Varie obiezioni aggiuntive sono state sollevate contro l’uso di una permittività dielettrica dipendente dalla distanza nei calcoli elettrostatici su proteine o acidi nucleici. Tuttavia molte di queste sono dovute a una considerazione insufficiente della teoria LDS e alla chiara semplicità concettuale e computazionale inerente al suo uso. Allo stesso tempo, alcune delle difficoltà che sono state incontrate nel formulare definizioni adeguate dello screening dielettrico non sono, in linea di principio, diverse dai problemi che sono stati incontrati negli approcci più tradizionali. Un’ultima obiezione che è stata sollevata è che alcuni fenomeni non possono essere calcolati con questo approccio. Il fatto che una teoria abbia una portata limitata è vero nella maggior parte dei casi in cui sono state fatte delle approssimazioni semplificative. La teoria LDS fornisce di gran lunga il modo computazionalmente più semplice per rappresentare gli effetti del solvente nei liquidi polari. Ha il potenziale per fornire una sostanziale estensione dei tipi di problemi che possono essere studiati con i metodi della biofisica molecolare. Quindi è di fondamentale importanza determinare le condizioni in cui la teoria è valida e affidabile, e le circostanze in cui sono necessari trattamenti più sofisticati.

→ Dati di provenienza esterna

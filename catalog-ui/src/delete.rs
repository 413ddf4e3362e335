//! Confirmation-gated deletion flow

use std::sync::Arc;

use catalog_lib::CatalogApi;
use log::debug;

use crate::nav::Route;

/// Yes/no gate asked before a deletion is issued.
///
/// The embedding UI presents a blocking confirm dialog; tests substitute a
/// canned answer. Closures over the prompt work directly.
pub trait ConfirmGate {
    fn confirm(&self, prompt: &str) -> bool;
}

impl<F: Fn(&str) -> bool> ConfirmGate for F {
    fn confirm(&self, prompt: &str) -> bool {
        self(prompt)
    }
}

/// Outcome of a deletion attempt.
#[derive(Debug, Clone, PartialEq, Eq)]
pub enum DeleteOutcome {
    /// The gate declined; no request was issued and nothing changed.
    Declined,
    /// Deleted; the router should navigate to the owning list view.
    Deleted(Route),
    /// The delete call failed; nothing was removed anywhere.
    Failed(String),
}

/// Deletes one entity behind an explicit confirmation.
///
/// Never removes anything from in-memory lists optimistically — the owning
/// view re-fetches after the navigation the outcome carries.
pub struct DeleteFlow {
    api: Arc<dyn CatalogApi>,
}

impl DeleteFlow {
    pub fn new(api: Arc<dyn CatalogApi>) -> Self {
        Self { api }
    }

    /// Deletes an item after confirmation; success navigates to the item
    /// list.
    pub async fn delete_item(&self, id: &str, gate: &dyn ConfirmGate) -> DeleteOutcome {
        if !gate.confirm("Are you sure you want to delete this product?") {
            debug!("delete: declined for item {id}");
            return DeleteOutcome::Declined;
        }

        match self.api.delete_item(id).await {
            Ok(()) => DeleteOutcome::Deleted(Route::Items),
            Err(error) => DeleteOutcome::Failed(error.to_string()),
        }
    }

    /// Deletes a category after confirmation; success navigates to the
    /// category list.
    pub async fn delete_category(&self, id: &str, gate: &dyn ConfirmGate) -> DeleteOutcome {
        if !gate.confirm("Are you sure you want to delete this category?") {
            debug!("delete: declined for category {id}");
            return DeleteOutcome::Declined;
        }

        match self.api.delete_category(id).await {
            Ok(()) => DeleteOutcome::Deleted(Route::Categories),
            Err(error) => DeleteOutcome::Failed(error.to_string()),
        }
    }
}

#[cfg(test)]
mod tests {
    use super::*;
    use crate::testing::InMemoryCatalog;
    use crate::testing::category;
    use crate::testing::item;

    fn store() -> Arc<InMemoryCatalog> {
        Arc::new(
            InMemoryCatalog::new()
                .with_categories(vec![category("audio", "Audio")])
                .with_items(vec![item("42", "Amp", "audio")]),
        )
    }

    #[tokio::test]
    async fn test_declined_gate_issues_no_request() {
        let store = store();
        let flow = DeleteFlow::new(store.clone());

        let outcome = flow.delete_item("42", &|_: &str| false).await;

        assert_eq!(outcome, DeleteOutcome::Declined);
        assert!(store.calls().is_empty());
        assert!(store.has_item("42"));
    }

    #[tokio::test]
    async fn test_confirmed_item_delete_navigates_to_list() {
        let store = store();
        let flow = DeleteFlow::new(store.clone());

        let outcome = flow.delete_item("42", &|_: &str| true).await;

        assert_eq!(outcome, DeleteOutcome::Deleted(Route::Items));
        assert!(!store.has_item("42"));
    }

    #[tokio::test]
    async fn test_confirmed_category_delete_navigates_to_list() {
        let store = store();
        let flow = DeleteFlow::new(store.clone());

        let outcome = flow.delete_category("audio", &|_: &str| true).await;

        assert_eq!(outcome, DeleteOutcome::Deleted(Route::Categories));
        assert!(!store.has_category("audio"));
    }

    #[tokio::test]
    async fn test_failed_delete_leaves_entity_in_place() {
        let store = store();
        store.fail("delete_category");
        let flow = DeleteFlow::new(store.clone());

        let outcome = flow.delete_category("audio", &|_: &str| true).await;

        assert!(matches!(outcome, DeleteOutcome::Failed(_)));
        assert!(store.has_category("audio"));
    }

    #[tokio::test]
    async fn test_prompt_reaches_the_gate() {
        let store = store();
        let flow = DeleteFlow::new(store);

        let gate = |prompt: &str| prompt.contains("category");
        assert_ne!(
            flow.delete_category("audio", &gate).await,
            DeleteOutcome::Declined
        );
    }
}
//! API error types

use std::time::Duration;

use super::ValidationErrors;

/// Errors that can occur during API calls.
#[derive(Debug, thiserror::Error)]
pub enum ApiError {
    /// HTTP error response from the API.
    #[error("HTTP {status}: {message}")]
    Http {
        /// HTTP status code.
        status: u16,
        /// Error message.
        message: String,
        /// Field-level validation errors, when the body had that shape.
        errors: Option<ValidationErrors>,
    },

    /// Network error during the API call.
    #[error("Network error: {0}")]
    Network(#[from] reqwest::Error),

    /// Request timed out.
    #[error("Timeout after {0:?}")]
    Timeout(Duration),

    /// Invalid URL provided.
    #[error("Invalid URL: {0}")]
    InvalidUrl(String),

    /// Failed to parse an API response.
    #[error("Response parse error: {message}")]
    Parse {
        /// Description of the parse error.
        message: String,
        /// Raw response body, if available.
        body: Option<String>,
    },
}

impl ApiError {
    /// Creates a new HTTP error.
    pub fn http(status: u16, message: impl Into<String>) -> Self {
        Self::Http {
            status,
            message: message.into(),
            errors: None,
        }
    }

    /// Creates a new HTTP error carrying a field validation map.
    pub fn http_with_errors(status: u16, message: impl Into<String>, errors: ValidationErrors) -> Self {
        Self::Http {
            status,
            message: message.into(),
            errors: Some(errors),
        }
    }

    /// Creates a new parse error.
    pub fn parse(message: impl Into<String>) -> Self {
        Self::Parse {
            message: message.into(),
            body: None,
        }
    }

    /// Returns the HTTP status code if this is an HTTP error.
    pub fn status_code(&self) -> Option<u16> {
        match self {
            Self::Http { status, .. } => Some(*status),
            _ => None,
        }
    }

    /// Returns the field validation map if the response carried one.
    pub fn validation(&self) -> Option<&ValidationErrors> {
        match self {
            Self::Http { errors, .. } => errors.as_ref(),
            _ => None,
        }
    }

    /// Returns `true` if no HTTP response was received (network fault or
    /// timeout).
    pub fn is_transport(&self) -> bool {
        matches!(self, Self::Network(_) | Self::Timeout(_))
    }
}
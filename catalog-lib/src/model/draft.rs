//! String-keyed draft field surface

use serde::Serialize;

/// A locally mutable copy of one entity's editable fields.
///
/// Fields are addressed by wire name so edit sessions and server-side
/// validation errors speak the same vocabulary. Values are form-input
/// strings; the server coerces types on submission. `Default` yields the
/// empty creation defaults.
pub trait Draft: Clone + Default + Serialize + Send + Sync + 'static {
    /// Editable field names, in display order.
    const FIELDS: &'static [&'static str];

    /// Fields that must be non-empty before a create is submitted.
    const REQUIRED: &'static [&'static str];

    /// Returns the current value of `field`, or `None` for an unknown name.
    fn get(&self, field: &str) -> Option<&str>;

    /// Replaces the value of exactly one field, leaving all others untouched.
    /// Returns `false` for an unknown name.
    fn set(&mut self, field: &str, value: &str) -> bool;

    /// Required fields that are currently empty.
    fn missing_required(&self) -> Vec<&'static str> {
        Self::REQUIRED
            .iter()
            .copied()
            .filter(|field| self.get(field).is_none_or(|value| value.trim().is_empty()))
            .collect()
    }
}
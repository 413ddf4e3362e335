//! Category record and draft

use serde::Deserialize;
use serde::Serialize;

use super::Draft;

/// A grouping category as served by the collection API.
#[derive(Debug, Clone, PartialEq, Eq, Serialize, Deserialize)]
pub struct Category {
    /// Server-assigned identifier; opaque and immutable.
    pub id: String,
    pub name: String,
    pub description: String,
}

impl Category {
    /// Seeds an editable draft mirroring this record.
    pub fn to_draft(&self) -> CategoryDraft {
        CategoryDraft {
            name: self.name.clone(),
            description: self.description.clone(),
        }
    }
}

/// The editable fields of a [`Category`].
#[derive(Debug, Clone, Default, PartialEq, Eq, Serialize)]
pub struct CategoryDraft {
    pub name: String,
    pub description: String,
}

impl Draft for CategoryDraft {
    const FIELDS: &'static [&'static str] = &["name", "description"];

    const REQUIRED: &'static [&'static str] = &["name", "description"];

    fn get(&self, field: &str) -> Option<&str> {
        match field {
            "name" => Some(&self.name),
            "description" => Some(&self.description),
            _ => None,
        }
    }

    fn set(&mut self, field: &str, value: &str) -> bool {
        let slot = match field {
            "name" => &mut self.name,
            "description" => &mut self.description,
            _ => return false,
        };
        *slot = value.to_owned();
        true
    }
}

#[cfg(test)]
mod tests {
    use super::*;

    #[test]
    fn test_roundtrip_draft() {
        let category = Category {
            id: "66f0e1d2".into(),
            name: "Audio".into(),
            description: "Speakers and amplifiers".into(),
        };

        let mut draft = category.to_draft();
        assert_eq!(draft.get("name"), Some("Audio"));
        assert!(draft.set("description", "Hi-fi gear"));
        assert_eq!(draft.description, "Hi-fi gear");
    }

    #[test]
    fn test_both_fields_required() {
        let draft = CategoryDraft::default();
        assert_eq!(draft.missing_required(), vec!["name", "description"]);
    }
}
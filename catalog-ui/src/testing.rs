//! In-memory store backing the session tests

use std::collections::BTreeSet;
use std::sync::Arc;
use std::sync::Mutex;

use async_trait::async_trait;
use catalog_lib::CatalogApi;
use catalog_lib::error::ApiError;
use catalog_lib::error::Error;
use catalog_lib::error::ValidationErrors;
use catalog_lib::model::Category;
use catalog_lib::model::CategoryDraft;
use catalog_lib::model::Cursor;
use catalog_lib::model::Item;
use catalog_lib::model::ItemDraft;
use catalog_lib::model::Page;
use chrono::Utc;
use rust_decimal::Decimal;
use tokio::sync::Notify;

/// In-memory [`CatalogApi`] with canned paging and scriptable failures.
///
/// Records every issued call so tests can assert that declined or
/// short-circuited flows stay off the wire. Cursors are `page:N` tokens and
/// honor the next/previous stability the real server guarantees.
pub(crate) struct InMemoryCatalog {
    state: Mutex<State>,
    gate: Mutex<Option<(String, Arc<Notify>)>>,
}

struct State {
    items: Vec<Item>,
    categories: Vec<Category>,
    page_size: usize,
    next_id: usize,
    calls: Vec<String>,
    failing: BTreeSet<String>,
    reject_next_write: Option<ValidationErrors>,
}

pub(crate) fn item(id: &str, name: &str, category: &str) -> Item {
    Item {
        id: id.into(),
        name: name.into(),
        description: format!("{name} description"),
        category: category.into(),
        brand: "Acme".into(),
        price: Decimal::new(1999, 2),
        quantity: "3".into(),
        created_at: Utc::now(),
        updated_at: Utc::now(),
    }
}

pub(crate) fn category(id: &str, name: &str) -> Category {
    Category {
        id: id.into(),
        name: name.into(),
        description: format!("{name} description"),
    }
}

impl InMemoryCatalog {
    pub(crate) fn new() -> Self {
        Self {
            state: Mutex::new(State {
                items: Vec::new(),
                categories: Vec::new(),
                page_size: 2,
                next_id: 1,
                calls: Vec::new(),
                failing: BTreeSet::new(),
                reject_next_write: None,
            }),
            gate: Mutex::new(None),
        }
    }

    pub(crate) fn with_items(self, items: Vec<Item>) -> Self {
        self.state.lock().unwrap().items = items;
        self
    }

    pub(crate) fn with_categories(self, categories: Vec<Category>) -> Self {
        self.state.lock().unwrap().categories = categories;
        self
    }

    pub(crate) fn with_page_size(self, page_size: usize) -> Self {
        self.state.lock().unwrap().page_size = page_size;
        self
    }

    /// Makes every subsequent `method` call fail with an opaque 500.
    pub(crate) fn fail(&self, method: &str) {
        self.state.lock().unwrap().failing.insert(method.to_owned());
    }

    pub(crate) fn unfail(&self, method: &str) {
        self.state.lock().unwrap().failing.remove(method);
    }

    /// Rejects the next write with a 400 carrying `errors`.
    pub(crate) fn reject_next_write(&self, errors: ValidationErrors) {
        self.state.lock().unwrap().reject_next_write = Some(errors);
    }

    /// Parks the next `method` call until `notify` is released.
    pub(crate) fn gate_next(&self, method: &str, notify: Arc<Notify>) {
        *self.gate.lock().unwrap() = Some((method.to_owned(), notify));
    }

    pub(crate) fn calls(&self) -> Vec<String> {
        self.state.lock().unwrap().calls.clone()
    }

    pub(crate) fn call_count(&self, method: &str) -> usize {
        self.state
            .lock()
            .unwrap()
            .calls
            .iter()
            .filter(|call| call.starts_with(method))
            .count()
    }

    pub(crate) fn has_item(&self, id: &str) -> bool {
        self.state.lock().unwrap().items.iter().any(|item| item.id == id)
    }

    pub(crate) fn has_category(&self, id: &str) -> bool {
        self.state
            .lock()
            .unwrap()
            .categories
            .iter()
            .any(|category| category.id == id)
    }

    pub(crate) fn snapshot_items(&self) -> Vec<Item> {
        self.state.lock().unwrap().items.clone()
    }

    pub(crate) fn snapshot_categories(&self) -> Vec<Category> {
        self.state.lock().unwrap().categories.clone()
    }

    async fn enter(&self, call: String, method: &str) -> Result<(), Error> {
        let pending = {
            let mut slot = self.gate.lock().unwrap();
            if slot.as_ref().is_some_and(|(gated, _)| gated == method) {
                slot.take().map(|(_, notify)| notify)
            } else {
                None
            }
        };
        if let Some(notify) = pending {
            notify.notified().await;
        }

        let mut state = self.state.lock().unwrap();
        state.calls.push(call);
        if state.failing.contains(method) {
            return Err(Error::Api(ApiError::http(500, "internal error")));
        }
        Ok(())
    }

    fn take_rejection(&self) -> Option<Error> {
        self.state
            .lock()
            .unwrap()
            .reject_next_write
            .take()
            .map(|errors| Error::Api(ApiError::http_with_errors(400, errors.summary(), errors)))
    }

    fn parse_price(draft: &ItemDraft) -> Result<Decimal, Error> {
        draft.price.parse::<Decimal>().map_err(|_| {
            let mut errors = ValidationErrors::new();
            errors.insert("price", "A valid number is required.");
            Error::Api(ApiError::http_with_errors(400, errors.summary(), errors))
        })
    }
}

fn page_number(cursor: Option<&Cursor>) -> Result<usize, Error> {
    let Some(cursor) = cursor else { return Ok(1) };
    cursor
        .as_str()
        .strip_prefix("page:")
        .and_then(|raw| raw.parse::<usize>().ok())
        .ok_or_else(|| Error::Api(ApiError::http(404, "Invalid page.")))
}

#[async_trait]
impl CatalogApi for InMemoryCatalog {
    async fn list_items(&self, cursor: Option<&Cursor>) -> Result<Page<Item>, Error> {
        let page_no = page_number(cursor)?;
        self.enter(format!("list_items page:{page_no}"), "list_items").await?;

        let state = self.state.lock().unwrap();
        let chunks: Vec<&[Item]> = state.items.chunks(state.page_size.max(1)).collect();
        let total_pages = chunks.len().max(1);
        if page_no > total_pages {
            return Err(Error::Api(ApiError::http(404, "Invalid page.")));
        }

        let results = chunks
            .get(page_no - 1)
            .map(|chunk| chunk.to_vec())
            .unwrap_or_default();
        let mut page = Page::new(results);
        if page_no < total_pages {
            page = page.with_next(Cursor::new(format!("page:{}", page_no + 1)));
        }
        if page_no > 1 {
            page = page.with_previous(Cursor::new(format!("page:{}", page_no - 1)));
        }
        Ok(page)
    }

    async fn get_item(&self, id: &str) -> Result<Item, Error> {
        self.enter(format!("get_item {id}"), "get_item").await?;
        let state = self.state.lock().unwrap();
        state
            .items
            .iter()
            .find(|item| item.id == id)
            .cloned()
            .ok_or_else(|| Error::Api(ApiError::http(404, "Product not found")))
    }

    async fn create_item(&self, draft: &ItemDraft) -> Result<Item, Error> {
        self.enter("create_item".to_string(), "create_item").await?;
        if let Some(error) = self.take_rejection() {
            return Err(error);
        }
        let price = Self::parse_price(draft)?;

        let mut state = self.state.lock().unwrap();
        let id = format!("item-{}", state.next_id);
        state.next_id += 1;
        let item = Item {
            id,
            name: draft.name.clone(),
            description: draft.description.clone(),
            category: draft.category.clone(),
            brand: draft.brand.clone(),
            price,
            quantity: draft.quantity.clone(),
            created_at: Utc::now(),
            updated_at: Utc::now(),
        };
        state.items.push(item.clone());
        Ok(item)
    }

    async fn update_item(&self, id: &str, draft: &ItemDraft) -> Result<Item, Error> {
        self.enter(format!("update_item {id}"), "update_item").await?;
        if let Some(error) = self.take_rejection() {
            return Err(error);
        }
        let price = Self::parse_price(draft)?;

        let mut state = self.state.lock().unwrap();
        let item = state
            .items
            .iter_mut()
            .find(|item| item.id == id)
            .ok_or_else(|| Error::Api(ApiError::http(404, "Product not found")))?;
        item.name = draft.name.clone();
        item.description = draft.description.clone();
        item.category = draft.category.clone();
        item.brand = draft.brand.clone();
        item.price = price;
        item.quantity = draft.quantity.clone();
        item.updated_at = Utc::now();
        Ok(item.clone())
    }

    async fn delete_item(&self, id: &str) -> Result<(), Error> {
        self.enter(format!("delete_item {id}"), "delete_item").await?;
        let mut state = self.state.lock().unwrap();
        let before = state.items.len();
        state.items.retain(|item| item.id != id);
        if state.items.len() == before {
            return Err(Error::Api(ApiError::http(404, "Product not found")));
        }
        Ok(())
    }

    async fn list_categories(&self) -> Result<Vec<Category>, Error> {
        self.enter("list_categories".to_string(), "list_categories").await?;
        Ok(self.state.lock().unwrap().categories.clone())
    }

    async fn get_category(&self, id: &str) -> Result<Category, Error> {
        self.enter(format!("get_category {id}"), "get_category").await?;
        let state = self.state.lock().unwrap();
        state
            .categories
            .iter()
            .find(|category| category.id == id)
            .cloned()
            .ok_or_else(|| Error::Api(ApiError::http(404, "Category not found")))
    }

    async fn create_category(&self, draft: &CategoryDraft) -> Result<Category, Error> {
        self.enter("create_category".to_string(), "create_category").await?;
        if let Some(error) = self.take_rejection() {
            return Err(error);
        }

        let mut state = self.state.lock().unwrap();
        let id = format!("cat-{}", state.next_id);
        state.next_id += 1;
        let category = Category {
            id,
            name: draft.name.clone(),
            description: draft.description.clone(),
        };
        state.categories.push(category.clone());
        Ok(category)
    }

    async fn update_category(&self, id: &str, draft: &CategoryDraft) -> Result<Category, Error> {
        self.enter(format!("update_category {id}"), "update_category").await?;
        if let Some(error) = self.take_rejection() {
            return Err(error);
        }

        let mut state = self.state.lock().unwrap();
        let category = state
            .categories
            .iter_mut()
            .find(|category| category.id == id)
            .ok_or_else(|| Error::Api(ApiError::http(404, "Category not found")))?;
        category.name = draft.name.clone();
        category.description = draft.description.clone();
        Ok(category.clone())
    }

    async fn delete_category(&self, id: &str) -> Result<(), Error> {
        self.enter(format!("delete_category {id}"), "delete_category").await?;
        let mut state = self.state.lock().unwrap();
        let before = state.categories.len();
        state.categories.retain(|category| category.id != id);
        if state.categories.len() == before {
            return Err(Error::Api(ApiError::http(404, "Category not found")));
        }
        Ok(())
    }

    async fn category_items(&self, id: &str) -> Result<Vec<Item>, Error> {
        self.enter(format!("category_items {id}"), "category_items").await?;
        let state = self.state.lock().unwrap();
        Ok(state
            .items
            .iter()
            .filter(|item| item.category == id)
            .cloned()
            .collect())
    }
}
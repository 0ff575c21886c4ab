use std::sync::Arc;

use tracing::debug;

use crate::application::AnswerService;
use crate::domain::QueryResult;

pub struct AskQuestionUseCase {
    answer_service: Arc<dyn AnswerService>,
}

impl AskQuestionUseCase {
    pub fn new(answer_service: Arc<dyn AnswerService>) -> Self {
        Self { answer_service }
    }

    pub async fn execute(&self, query: &str) -> QueryResult {
        let result = self.answer_service.fetch_answer(query).await;
        debug!("Query answered with code {}", result.code());
        result
    }
}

L’obiettivo della presente panoramica è quello di fornire una base teorica più rigorosa per l’uso dello screening coulombiano dipendente dalla distanza e di presentare risultati che dimostrino la sua affidabilità nel calcolo degli effetti elettrostatici nelle macromolecole. Nella prima sezione, viene rivista la teoria LDS che permette una derivazione rigorosa di un’espressione per la permittività dielettrica radialmente dipendente. Successivamente, viene mostrato come le correzioni del campo di reazione sono state incorporate nella teoria e infine vengono presentate le formule per calcolare le energie di idratazione Born-like. I risultati che sono stati ottenuti con questo approccio sono brevemente discussi. Nella seconda sezione viene rivisto lo screening elettrostatico e la sua relazione con le permittività dielettriche radiali, e infine nelle ultime due sezioni vengono discussi i risultati dell’applicazione della teoria al calcolo delle proprietà di equilibrio, e del suo utilizzo per modellare gli effetti del solvente nella dinamica molecolare (MD) e nelle simulazioni Monte Carlo.